Essentially, "banned substances" are illegal, over-the-counter or prescription drugs known to be used for performance-enhancing efforts beyond good coaching and training programs. It is commonly believed that their use is solely determined by the player. However, the athlete may be taking the substance only because their coach, trainer, or physician (or even parent) who is caught up in the "win at all costs" philosophy tells the player (to the effect) "It's good for you."
Banned substances are not substitutes for good talent, coaching, and training. However, research and experience suggest that the use of banned substances may increase strength-related performance to some degree, but only if the player has the talent and has already, through legitimate training, arrived at his/her own top-level physical performance capacity.
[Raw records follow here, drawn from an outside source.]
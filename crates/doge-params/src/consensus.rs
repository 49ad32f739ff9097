//! Consensus parameters: proof-of-work limits and the fork schedule

use crate::hash::Uint256;
use crate::network::Network;

/// Consensus parameters
///
/// Heights at which forks activate are exact: a rule that activates at `h`
/// applies to block `h` itself and everything after it.
#[derive(Debug, Clone, PartialEq, Eq)]
pub struct ConsensusParams {
    /// Maximum target (minimum difficulty)
    pub pow_limit: Uint256,
    /// Retarget timespan in seconds before DigiShield
    pub target_timespan: i64,
    /// Target block spacing in seconds
    pub target_spacing: i64,
    /// First block retargeted with DigiShield
    pub digishield_fork_height: u32,
    /// Retarget timespan in seconds under DigiShield
    pub digishield_target_timespan: i64,
    /// First block that may carry auxiliary proof-of-work
    pub auxpow_start_height: u32,
    /// Whether this chain may be its own merge-mining parent
    pub allow_self_aux_parent: bool,
    /// Whether minimum-difficulty blocks are ever permitted
    pub allow_min_difficulty_blocks: bool,
    /// Height from which minimum-difficulty blocks are allowed again after DigiShield
    pub min_difficulty_allowed_start_height: u32,
    /// Upgraded blocks among the last `majority_window` needed to enforce new rules
    pub majority_enforce_block_upgrade: u32,
    /// Upgraded blocks among the last `majority_window` needed to reject old versions
    pub majority_reject_block_outdated: u32,
    /// Window of recent blocks checked for version majorities
    pub majority_window: u32,
    /// Block subsidy reduction interval
    pub subsidy_halving_interval: u32,
    /// Flat subsidy schedule instead of the main network's reward table
    pub simplified_rewards: bool,
}

impl ConsensusParams {
    /// Create consensus params for mainnet
    pub fn mainnet() -> Self {
        Self {
            pow_limit: Uint256::max_shr(20),
            target_timespan: 4 * 60 * 60, // 4 hours
            target_spacing: 60,           // 1 minute
            digishield_fork_height: 145_000,
            digishield_target_timespan: 60,
            auxpow_start_height: 371_337,
            allow_self_aux_parent: false,
            allow_min_difficulty_blocks: false,
            min_difficulty_allowed_start_height: 0,
            majority_enforce_block_upgrade: 1500,
            majority_reject_block_outdated: 1900,
            majority_window: 2000,
            subsidy_halving_interval: 100_000,
            simplified_rewards: false,
        }
    }

    /// Create consensus params for testnet
    pub fn testnet() -> Self {
        Self {
            pow_limit: Uint256::max_shr(20),
            target_timespan: 4 * 60 * 60,
            target_spacing: 60,
            digishield_fork_height: 145_000,
            digishield_target_timespan: 60,
            auxpow_start_height: 158_100,
            allow_self_aux_parent: false,
            allow_min_difficulty_blocks: true,
            min_difficulty_allowed_start_height: 157_500,
            majority_enforce_block_upgrade: 501,
            majority_reject_block_outdated: 750,
            majority_window: 1000,
            subsidy_halving_interval: 100_000,
            simplified_rewards: false,
        }
    }

    /// Create consensus params for regtest
    pub fn regtest() -> Self {
        Self {
            pow_limit: Uint256::max_shr(1),
            target_timespan: 4 * 60 * 60,
            target_spacing: 60,
            digishield_fork_height: 10,
            digishield_target_timespan: 60,
            auxpow_start_height: 20,
            allow_self_aux_parent: true,
            allow_min_difficulty_blocks: true,
            min_difficulty_allowed_start_height: 0,
            majority_enforce_block_upgrade: 750,
            majority_reject_block_outdated: 950,
            majority_window: 1000,
            subsidy_halving_interval: 150, // Fast halvings for testing
            simplified_rewards: true,
        }
    }

    /// Get consensus params by network
    pub fn from_network(network: Network) -> Self {
        match network {
            Network::Main => Self::mainnet(),
            Network::Testnet => Self::testnet(),
            Network::Regtest => Self::regtest(),
        }
    }

    /// Blocks between retargets before DigiShield
    pub const fn interval(&self) -> i64 {
        self.target_timespan / self.target_spacing
    }

    /// Blocks between retargets under DigiShield
    pub const fn digishield_interval(&self) -> i64 {
        self.digishield_target_timespan / self.target_spacing
    }

    /// Check if DigiShield retargeting applies at given height
    pub const fn is_digishield_active(&self, height: u32) -> bool {
        height >= self.digishield_fork_height
    }

    /// Retarget timespan in force at given height
    pub const fn target_timespan_at(&self, height: u32) -> i64 {
        if self.is_digishield_active(height) {
            self.digishield_target_timespan
        } else {
            self.target_timespan
        }
    }

    /// Retarget interval in force at given height
    pub const fn interval_at(&self, height: u32) -> i64 {
        if self.is_digishield_active(height) {
            self.digishield_interval()
        } else {
            self.interval()
        }
    }

    /// Check if AuxPow is accepted at given height
    pub const fn is_auxpow_active(&self, height: u32) -> bool {
        height >= self.auxpow_start_height
    }

    /// Check if a minimum-difficulty block may be mined at given height
    pub const fn allows_min_difficulty_at(&self, height: u32) -> bool {
        self.allow_min_difficulty_blocks
            && (!self.is_digishield_active(height)
                || height >= self.min_difficulty_allowed_start_height)
    }
}

#[cfg(test)]
mod tests {
    use super::*;

    #[test]
    fn test_mainnet_consensus() {
        let params = ConsensusParams::mainnet();
        assert_eq!(params.target_spacing, 60);
        assert_eq!(params.interval(), 240);
        assert_eq!(params.digishield_interval(), 1);
        assert_eq!(params.pow_limit.leading_zero_bits(), 20);
    }

    #[test]
    fn test_digishield_switch_is_exact() {
        let params = ConsensusParams::mainnet();
        let fork = params.digishield_fork_height;

        assert!(!params.is_digishield_active(fork - 1));
        assert_eq!(params.target_timespan_at(fork - 1), 4 * 60 * 60);
        assert_eq!(params.interval_at(fork - 1), 240);

        assert!(params.is_digishield_active(fork));
        assert_eq!(params.target_timespan_at(fork), 60);
        assert_eq!(params.interval_at(fork), 1);
    }

    #[test]
    fn test_auxpow_activation() {
        let params = ConsensusParams::testnet();
        assert!(!params.is_auxpow_active(158_099));
        assert!(params.is_auxpow_active(158_100));
    }

    #[test]
    fn test_testnet_min_difficulty_window() {
        let params = ConsensusParams::testnet();
        // allowed before DigiShield
        assert!(params.allows_min_difficulty_at(144_999));
        // suspended from the fork until the exception window opens
        assert!(!params.allows_min_difficulty_at(145_000));
        assert!(!params.allows_min_difficulty_at(157_499));
        assert!(params.allows_min_difficulty_at(157_500));
    }

    #[test]
    fn test_mainnet_never_allows_min_difficulty() {
        let params = ConsensusParams::mainnet();
        assert!(!params.allows_min_difficulty_at(0));
        assert!(!params.allows_min_difficulty_at(1_000_000));
    }

    #[test]
    fn test_from_network() {
        for network in Network::ALL {
            assert!(ConsensusParams::from_network(network).target_spacing > 0);
        }
        assert_eq!(ConsensusParams::from_network(Network::Regtest), ConsensusParams::regtest());
    }
}
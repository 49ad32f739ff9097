//! Reading parameters before any selection
//!
//! Kept in its own test binary so no other test can select first.

use doge_params::{params, try_params, Error};

#[test]
fn test_read_before_selection() {
    assert_eq!(try_params().unwrap_err(), Error::ParamsNotSelected);

    let result = std::panic::catch_unwind(params);
    assert!(result.is_err());
}
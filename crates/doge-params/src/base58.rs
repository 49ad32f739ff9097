//! Base58 version prefixes

use serde::Serialize;

/// Kinds of base58-encoded data, each with its own version prefix
#[derive(Debug, Clone, Copy, PartialEq, Eq, Hash, Serialize)]
#[serde(rename_all = "snake_case")]
pub enum Base58Type {
    /// Pay-to-pubkey-hash address
    PubkeyAddress,
    /// Pay-to-script-hash address
    ScriptAddress,
    /// WIF private key
    SecretKey,
    /// BIP32 extended public key
    ExtPublicKey,
    /// BIP32 extended private key
    ExtSecretKey,
}

impl Base58Type {
    /// Number of kinds
    pub const COUNT: usize = 5;

    /// All kinds, in table order
    pub const ALL: [Base58Type; Self::COUNT] = [
        Base58Type::PubkeyAddress,
        Base58Type::ScriptAddress,
        Base58Type::SecretKey,
        Base58Type::ExtPublicKey,
        Base58Type::ExtSecretKey,
    ];

    const fn index(self) -> usize {
        match self {
            Base58Type::PubkeyAddress => 0,
            Base58Type::ScriptAddress => 1,
            Base58Type::SecretKey => 2,
            Base58Type::ExtPublicKey => 3,
            Base58Type::ExtSecretKey => 4,
        }
    }
}

/// Version prefix for every [`Base58Type`]
///
/// The table can only be built from a function over all kinds, so no kind is
/// ever left without a prefix.
#[derive(Debug, Clone, PartialEq, Eq)]
pub struct Base58Prefixes([Vec<u8>; Base58Type::COUNT]);

impl Base58Prefixes {
    /// Build the table by asking `f` for each kind's prefix
    pub fn from_fn(mut f: impl FnMut(Base58Type) -> Vec<u8>) -> Self {
        Self(Base58Type::ALL.map(&mut f))
    }

    /// Prefix bytes for `kind`
    pub fn get(&self, kind: Base58Type) -> &[u8] {
        &self.0[kind.index()]
    }

    /// `(kind, prefix)` pairs in table order
    pub fn iter(&self) -> impl Iterator<Item = (Base58Type, &[u8])> {
        Base58Type::ALL.into_iter().map(move |kind| (kind, self.get(kind)))
    }

    /// Number of entries, always [`Base58Type::COUNT`]
    pub const fn len(&self) -> usize {
        Base58Type::COUNT
    }

    /// Never true
    pub const fn is_empty(&self) -> bool {
        false
    }
}

impl Serialize for Base58Prefixes {
    fn serialize<S: serde::Serializer>(&self, serializer: S) -> Result<S::Ok, S::Error> {
        use serde::ser::SerializeMap;
        let mut map = serializer.serialize_map(Some(Base58Type::COUNT))?;
        for (kind, prefix) in self.iter() {
            map.serialize_entry(&kind, &hex::encode(prefix))?;
        }
        map.end()
    }
}

#[cfg(test)]
mod tests {
    use super::*;

    #[test]
    fn test_table_order_matches_index() {
        for (i, kind) in Base58Type::ALL.iter().enumerate() {
            assert_eq!(kind.index(), i);
        }
    }

    #[test]
    fn test_from_fn_fills_every_kind() {
        let prefixes = Base58Prefixes::from_fn(|kind| vec![kind.index() as u8 + 1]);
        assert_eq!(prefixes.len(), Base58Type::COUNT);
        assert_eq!(prefixes.iter().count(), Base58Type::COUNT);
        assert_eq!(prefixes.get(Base58Type::SecretKey), &[3]);
        assert_eq!(prefixes.get(Base58Type::ExtSecretKey), &[5]);
    }
}
//! Network selection flags
//!
//! [`NetworkFlags`] derives [`clap::Args`] so a binary can flatten it into its
//! own parser. [`NetworkFlags::from_args`] reads the node's legacy
//! `-name[=value]` argument style directly, and [`NetworkFlags::split_args`]
//! picks the network options out of a mixed command line so the remainder can
//! go to clap.

use crate::network::Network;
use crate::{Error, Result};
use std::collections::HashMap;

/// The `-testnet` / `-regtest` switches
#[derive(Debug, Clone, Copy, Default, PartialEq, Eq, clap::Args)]
pub struct NetworkFlags {
    /// Use the test network
    #[arg(long)]
    pub testnet: bool,

    /// Use the regression test network
    #[arg(long)]
    pub regtest: bool,
}

impl NetworkFlags {
    /// Flags for a specific network
    pub const fn for_network(network: Network) -> Self {
        match network {
            Network::Main => Self { testnet: false, regtest: false },
            Network::Testnet => Self { testnet: true, regtest: false },
            Network::Regtest => Self { testnet: false, regtest: true },
        }
    }

    /// Interpret legacy-style arguments (without the program name)
    ///
    /// Parsing stops at the first argument not starting with `-`. `--name` is
    /// the same as `-name`, the last occurrence of an option wins, a bare
    /// option or a non-zero value means true, and `-noname` means false
    /// unless `-name` is also given.
    pub fn from_args<I, S>(args: I) -> Self
    where
        I: IntoIterator<Item = S>,
        S: AsRef<str>,
    {
        let settings = parse_parameters(args);
        Self {
            testnet: bool_arg(&settings, "testnet"),
            regtest: bool_arg(&settings, "regtest"),
        }
    }

    /// Pull the network options out of a mixed argument list
    ///
    /// Every `-testnet`, `-regtest`, `-notestnet` or `-noregtest` (in any
    /// single- or double-dash spelling, with or without `=value`) is
    /// interpreted as by [`NetworkFlags::from_args`], wherever it appears.
    /// All other arguments are returned in order, so a front end can hand
    /// them to its own parser.
    pub fn split_args<I, S>(args: I) -> (Self, Vec<String>)
    where
        I: IntoIterator<Item = S>,
        S: AsRef<str>,
    {
        let (network, rest): (Vec<String>, Vec<String>) = args
            .into_iter()
            .map(|arg| arg.as_ref().to_string())
            .partition(|arg| is_network_option(arg));
        (Self::from_args(network), rest)
    }

    /// Network these flags select
    pub fn network(&self) -> Result<Network> {
        match (self.testnet, self.regtest) {
            (true, true) => Err(Error::InvalidNetworkCombination),
            (true, false) => Ok(Network::Testnet),
            (false, true) => Ok(Network::Regtest),
            (false, false) => Ok(Network::Main),
        }
    }
}

fn parse_parameters<I, S>(args: I) -> HashMap<String, String>
where
    I: IntoIterator<Item = S>,
    S: AsRef<str>,
{
    let mut settings = HashMap::new();
    for arg in args {
        let arg = arg.as_ref();
        let Some(stripped) = arg.strip_prefix('-') else {
            break;
        };
        let stripped = stripped.strip_prefix('-').unwrap_or(stripped);
        let (name, value) = stripped.split_once('=').unwrap_or((stripped, ""));
        settings.insert(name.to_string(), value.to_string());
    }

    let negated: Vec<(String, bool)> = settings
        .iter()
        .filter_map(|(name, value)| {
            let base = name.strip_prefix("no")?;
            Some((base.to_string(), interpret_bool(value)))
        })
        .collect();
    for (base, negation) in negated {
        settings
            .entry(base)
            .or_insert_with(|| if negation { "0" } else { "1" }.to_string());
    }

    settings
}

fn is_network_option(arg: &str) -> bool {
    let Some(stripped) = arg.strip_prefix('-') else {
        return false;
    };
    let stripped = stripped.strip_prefix('-').unwrap_or(stripped);
    let name = stripped.split_once('=').map_or(stripped, |(name, _)| name);
    matches!(name, "testnet" | "regtest" | "notestnet" | "noregtest")
}

fn bool_arg(settings: &HashMap<String, String>, name: &str) -> bool {
    settings.get(name).is_some_and(|value| interpret_bool(value))
}

fn interpret_bool(value: &str) -> bool {
    value.is_empty() || atoi(value) != 0
}

/// Leading integer of `s`, 0 if there is none
fn atoi(s: &str) -> i64 {
    let s = s.trim_start();
    let (negative, digits) = match s.as_bytes().first() {
        Some(b'-') => (true, &s[1..]),
        Some(b'+') => (false, &s[1..]),
        _ => (false, s),
    };
    let magnitude = digits
        .bytes()
        .take_while(u8::is_ascii_digit)
        .fold(0i64, |acc, d| acc.saturating_mul(10).saturating_add(i64::from(d - b'0')));
    if negative {
        -magnitude
    } else {
        magnitude
    }
}
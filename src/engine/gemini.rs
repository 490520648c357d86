use async_trait::async_trait;
use base64::{engine::general_purpose::STANDARD as BASE64, Engine as _};
use serde::Deserialize;
use serde_json::json;

use crate::error::{Error, Result};
use super::{Segment, SegmentationEngine, SynthesisEngine};

const API_BASE: &str = "https://generativelanguage.googleapis.com/v1beta/models";

/// Model used to split text and translate segments
const SEGMENTATION_MODEL: &str = "gemini-2.5-flash";

/// Model used for speech synthesis (returns raw 24kHz PCM)
const SYNTHESIS_MODEL: &str = "gemini-2.5-flash-preview-tts";

/// Prebuilt voice names accepted by the synthesis model
pub const PREBUILT_VOICES: &[&str] = &[
    "Zephyr", "Puck", "Charon", "Kore", "Fenrir", "Leda", "Orus", "Aoede",
];

/// Remote segmentation + synthesis over the Generative Language API
pub struct GeminiEngine {
    http: reqwest::Client,
    api_key: String,
}

impl GeminiEngine {
    pub fn new(api_key: impl Into<String>) -> Self {
        Self {
            http: reqwest::Client::new(),
            api_key: api_key.into(),
        }
    }

    /// Read the API key from `GEMINI_API_KEY`.
    pub fn from_env() -> Result<Self> {
        let api_key = std::env::var("GEMINI_API_KEY")
            .map_err(|_| Error::Config("GEMINI_API_KEY is not set".to_string()))?;
        Ok(Self::new(api_key))
    }

    async fn generate(&self, model: &str, body: serde_json::Value) -> Result<GenerateContentResponse> {
        let url = format!("{}/{}:generateContent", API_BASE, model);
        let resp = self.http.post(&url)
            .query(&[("key", self.api_key.as_str())])
            .json(&body)
            .send()
            .await?
            .error_for_status()?;

        Ok(resp.json().await?)
    }
}

#[async_trait]
impl SegmentationEngine for GeminiEngine {
    async fn analyze(&self, source_text: &str, target_language: &str) -> Result<Vec<Segment>> {
        let prompt = format!(
            "Split the following text into natural reading segments of roughly one \
             sentence each, in order, and translate each segment into {}. \
             Return only the segments.\n\nText:\n{}",
            target_language, source_text
        );

        let body = json!({
            "contents": [{"parts": [{"text": prompt}]}],
            "generationConfig": {
                "responseMimeType": "application/json",
                "responseSchema": {
                    "type": "ARRAY",
                    "items": {
                        "type": "OBJECT",
                        "properties": {
                            "original": {"type": "STRING"},
                            "translation": {"type": "STRING"}
                        },
                        "required": ["original", "translation"]
                    }
                }
            }
        });

        let resp = self.generate(SEGMENTATION_MODEL, body).await?;
        let text = resp.first_text()
            .ok_or_else(|| Error::Segmentation("response contained no text part".to_string()))?;

        let segments = parse_segments(&text)?;
        tracing::info!("Analysis complete: {} segments", segments.len());
        Ok(segments)
    }
}

#[async_trait]
impl SynthesisEngine for GeminiEngine {
    async fn synthesize(&self, text: &str, voice: &str) -> Result<Vec<u8>> {
        let body = json!({
            "contents": [{"parts": [{"text": text}]}],
            "generationConfig": {
                "responseModalities": ["AUDIO"],
                "speechConfig": {
                    "voiceConfig": {
                        "prebuiltVoiceConfig": {"voiceName": voice}
                    }
                }
            }
        });

        let resp = self.generate(SYNTHESIS_MODEL, body).await?;
        let encoded = resp.first_inline_data()
            .ok_or_else(|| Error::Synthesis("response contained no audio payload".to_string()))?;

        let payload = BASE64.decode(encoded.as_bytes())
            .map_err(|e| Error::Synthesis(format!("invalid base64 audio payload: {}", e)))?;

        tracing::debug!("Synthesized {} bytes for voice '{}'", payload.len(), voice);
        Ok(payload)
    }
}

/// Parse the model's JSON segment array, assigning positional ids.
fn parse_segments(text: &str) -> Result<Vec<Segment>> {
    #[derive(Deserialize)]
    struct RawSegment {
        original: String,
        translation: String,
    }

    let raw: Vec<RawSegment> = serde_json::from_str(text)
        .map_err(|e| Error::Segmentation(format!("unparseable segment list: {}", e)))?;

    Ok(raw.into_iter()
        .enumerate()
        .map(|(i, seg)| Segment {
            id: format!("seg-{}", i),
            original: seg.original,
            translation: seg.translation,
        })
        .collect())
}

#[derive(Debug, Deserialize)]
struct GenerateContentResponse {
    #[serde(default)]
    candidates: Vec<Candidate>,
}

#[derive(Debug, Deserialize)]
struct Candidate {
    content: Content,
}

#[derive(Debug, Deserialize)]
struct Content {
    #[serde(default)]
    parts: Vec<Part>,
}

#[derive(Debug, Deserialize)]
#[serde(rename_all = "camelCase")]
struct Part {
    #[serde(default)]
    text: Option<String>,
    #[serde(default)]
    inline_data: Option<InlineData>,
}

#[derive(Debug, Deserialize)]
struct InlineData {
    data: String,
}

impl GenerateContentResponse {
    fn first_text(&self) -> Option<String> {
        self.candidates.first()?
            .content.parts.iter()
            .find_map(|part| part.text.clone())
    }

    fn first_inline_data(&self) -> Option<String> {
        self.candidates.first()?
            .content.parts.iter()
            .find_map(|part| part.inline_data.as_ref().map(|d| d.data.clone()))
    }
}

#[cfg(test)]
mod tests {
    use super::*;

    #[test]
    fn parse_segments_assigns_positional_ids() {
        let text = r#"[
            {"original": "Hola.", "translation": "Hello."},
            {"original": "Adiós.", "translation": "Goodbye."}
        ]"#;
        let segments = parse_segments(text).unwrap();
        assert_eq!(segments.len(), 2);
        assert_eq!(segments[0].id, "seg-0");
        assert_eq!(segments[0].original, "Hola.");
        assert_eq!(segments[1].id, "seg-1");
        assert_eq!(segments[1].translation, "Goodbye.");
    }

    #[test]
    fn parse_segments_rejects_non_json() {
        assert!(parse_segments("not json").is_err());
    }

    #[test]
    fn response_text_extraction() {
        let resp: GenerateContentResponse = serde_json::from_str(r#"{
            "candidates": [{"content": {"parts": [{"text": "[]"}]}}]
        }"#).unwrap();
        assert_eq!(resp.first_text().as_deref(), Some("[]"));
        assert!(resp.first_inline_data().is_none());
    }

    #[test]
    fn response_audio_extraction() {
        let resp: GenerateContentResponse = serde_json::from_str(r#"{
            "candidates": [{"content": {"parts": [
                {"inlineData": {"mimeType": "audio/L16;codec=pcm;rate=24000", "data": "AAAA"}}
            ]}}]
        }"#).unwrap();
        assert_eq!(resp.first_inline_data().as_deref(), Some("AAAA"));
    }

    #[test]
    fn empty_response_yields_none() {
        let resp: GenerateContentResponse = serde_json::from_str("{}").unwrap();
        assert!(resp.first_text().is_none());
        assert!(resp.first_inline_data().is_none());
    }
}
On the flip side, the use of any chemical with substantial power can cause unwanted effects as well, not merely at the occasion of use but in later life.
For both ethical and health reasons, therefore, those who offer athletic programs can call for drug testing as a deterrent either at the time of competition or on a random basis anytime during the season. Any player found to have used a banned substance will be subject to the penalties of disqualification from competition and being exposed as a "user". However, the best deterrent is self-determination.
The pursuit of athletic achievement should be accompanied by the fun of feeling plainly proud when achievement is realized without any fear of being caught or courting unnecessary serious health problems later. If a player has, however, any true medical need for prescription medicine to accompany good coaching and training during the pursuit of fun through baseball, USA Baseball encourages the athlete or parent to first call USOC's drug control hotline (1-800-233-0393) and learn whether that drug is a banned substance or not. Unfortunately, there are enough coaches, trainers, and physicians ou there who for their own motivations will provide such "help" but it is completely the responsibility of the athlete or parent to learn for themselves whether the given drug is or is not in fact on the "banned substance list". If listed but there remains a legitimate prescription need for the player, his/her physician should call that hotline and learn what alternatives their physicians recommend and document the medical necessity for the drug.